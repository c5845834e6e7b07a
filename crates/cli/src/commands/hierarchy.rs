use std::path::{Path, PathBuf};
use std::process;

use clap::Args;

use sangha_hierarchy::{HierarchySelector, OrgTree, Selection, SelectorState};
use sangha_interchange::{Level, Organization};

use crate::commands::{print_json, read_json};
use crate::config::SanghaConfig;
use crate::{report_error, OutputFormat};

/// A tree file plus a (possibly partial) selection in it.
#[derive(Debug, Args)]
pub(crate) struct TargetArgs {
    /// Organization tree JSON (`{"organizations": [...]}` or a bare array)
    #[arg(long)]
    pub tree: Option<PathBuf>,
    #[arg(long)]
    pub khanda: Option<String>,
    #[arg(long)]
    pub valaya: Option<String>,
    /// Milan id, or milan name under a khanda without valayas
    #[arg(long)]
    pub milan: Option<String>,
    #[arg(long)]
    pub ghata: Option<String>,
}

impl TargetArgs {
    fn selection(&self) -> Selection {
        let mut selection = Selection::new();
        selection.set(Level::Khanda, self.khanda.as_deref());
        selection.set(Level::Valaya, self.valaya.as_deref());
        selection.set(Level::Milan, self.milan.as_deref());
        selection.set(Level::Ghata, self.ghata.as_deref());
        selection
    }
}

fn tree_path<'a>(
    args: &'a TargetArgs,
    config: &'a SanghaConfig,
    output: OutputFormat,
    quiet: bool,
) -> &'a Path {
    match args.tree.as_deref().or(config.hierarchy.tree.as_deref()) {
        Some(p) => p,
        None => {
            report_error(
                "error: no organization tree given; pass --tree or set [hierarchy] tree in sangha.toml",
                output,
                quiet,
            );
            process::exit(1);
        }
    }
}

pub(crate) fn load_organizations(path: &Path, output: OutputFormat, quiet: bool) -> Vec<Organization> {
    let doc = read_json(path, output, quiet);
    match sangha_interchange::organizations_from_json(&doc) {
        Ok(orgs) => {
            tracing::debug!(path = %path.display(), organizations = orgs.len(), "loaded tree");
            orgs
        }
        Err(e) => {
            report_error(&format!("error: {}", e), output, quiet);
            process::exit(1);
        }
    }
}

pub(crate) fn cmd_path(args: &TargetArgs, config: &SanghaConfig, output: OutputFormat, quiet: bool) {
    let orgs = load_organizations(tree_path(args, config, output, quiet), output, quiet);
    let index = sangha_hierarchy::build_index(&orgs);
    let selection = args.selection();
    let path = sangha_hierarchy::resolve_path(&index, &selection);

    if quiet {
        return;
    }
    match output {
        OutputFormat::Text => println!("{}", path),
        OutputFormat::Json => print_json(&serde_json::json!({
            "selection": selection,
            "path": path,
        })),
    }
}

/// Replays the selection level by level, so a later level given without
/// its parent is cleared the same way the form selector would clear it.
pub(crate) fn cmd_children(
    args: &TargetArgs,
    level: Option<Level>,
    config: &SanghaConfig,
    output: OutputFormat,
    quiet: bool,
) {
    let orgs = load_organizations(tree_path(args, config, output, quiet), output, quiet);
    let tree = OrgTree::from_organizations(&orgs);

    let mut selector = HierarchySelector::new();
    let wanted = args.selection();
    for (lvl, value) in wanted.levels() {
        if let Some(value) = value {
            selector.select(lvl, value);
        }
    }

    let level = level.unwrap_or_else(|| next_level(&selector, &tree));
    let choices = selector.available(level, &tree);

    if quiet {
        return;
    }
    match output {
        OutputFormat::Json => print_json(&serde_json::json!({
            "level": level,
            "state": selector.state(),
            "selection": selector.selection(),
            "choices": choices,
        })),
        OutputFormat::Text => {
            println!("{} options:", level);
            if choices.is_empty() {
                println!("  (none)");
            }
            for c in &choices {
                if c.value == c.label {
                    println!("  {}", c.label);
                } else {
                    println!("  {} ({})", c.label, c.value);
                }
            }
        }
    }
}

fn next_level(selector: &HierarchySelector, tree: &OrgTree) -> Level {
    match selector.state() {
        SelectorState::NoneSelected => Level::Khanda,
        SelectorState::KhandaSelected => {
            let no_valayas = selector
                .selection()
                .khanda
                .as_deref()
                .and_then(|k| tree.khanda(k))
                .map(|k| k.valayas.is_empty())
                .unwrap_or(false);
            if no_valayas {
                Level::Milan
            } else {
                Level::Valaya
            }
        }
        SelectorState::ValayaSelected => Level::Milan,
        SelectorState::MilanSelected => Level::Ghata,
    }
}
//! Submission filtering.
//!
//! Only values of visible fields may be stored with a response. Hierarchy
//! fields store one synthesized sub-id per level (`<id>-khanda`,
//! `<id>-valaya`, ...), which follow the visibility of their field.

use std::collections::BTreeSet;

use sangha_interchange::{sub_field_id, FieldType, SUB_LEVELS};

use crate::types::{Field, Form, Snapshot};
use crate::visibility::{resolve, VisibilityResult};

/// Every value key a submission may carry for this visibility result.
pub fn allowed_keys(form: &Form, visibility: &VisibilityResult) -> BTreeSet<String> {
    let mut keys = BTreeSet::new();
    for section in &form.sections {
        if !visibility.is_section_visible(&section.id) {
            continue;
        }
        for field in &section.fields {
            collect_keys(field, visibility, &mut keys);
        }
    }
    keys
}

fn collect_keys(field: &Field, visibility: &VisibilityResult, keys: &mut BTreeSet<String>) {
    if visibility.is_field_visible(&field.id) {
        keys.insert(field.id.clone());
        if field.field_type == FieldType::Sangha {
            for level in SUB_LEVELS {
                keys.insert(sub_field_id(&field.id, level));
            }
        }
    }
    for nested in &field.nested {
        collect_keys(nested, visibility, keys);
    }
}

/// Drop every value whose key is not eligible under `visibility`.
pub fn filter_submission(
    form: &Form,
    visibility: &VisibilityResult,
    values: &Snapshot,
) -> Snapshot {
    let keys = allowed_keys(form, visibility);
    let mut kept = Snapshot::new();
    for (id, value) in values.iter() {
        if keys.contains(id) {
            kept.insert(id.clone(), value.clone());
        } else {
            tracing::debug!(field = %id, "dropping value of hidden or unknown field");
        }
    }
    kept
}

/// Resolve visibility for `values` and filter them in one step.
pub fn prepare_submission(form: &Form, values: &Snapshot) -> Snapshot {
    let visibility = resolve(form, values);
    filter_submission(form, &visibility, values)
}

■ **What this task involves**
Look through the material above. Copy each line where the word "section" appears.

■ **Problem solution**
    for section in &form.sections {
        if !visibility.is_section_visible(&section.id) {
        for field in &section.fields {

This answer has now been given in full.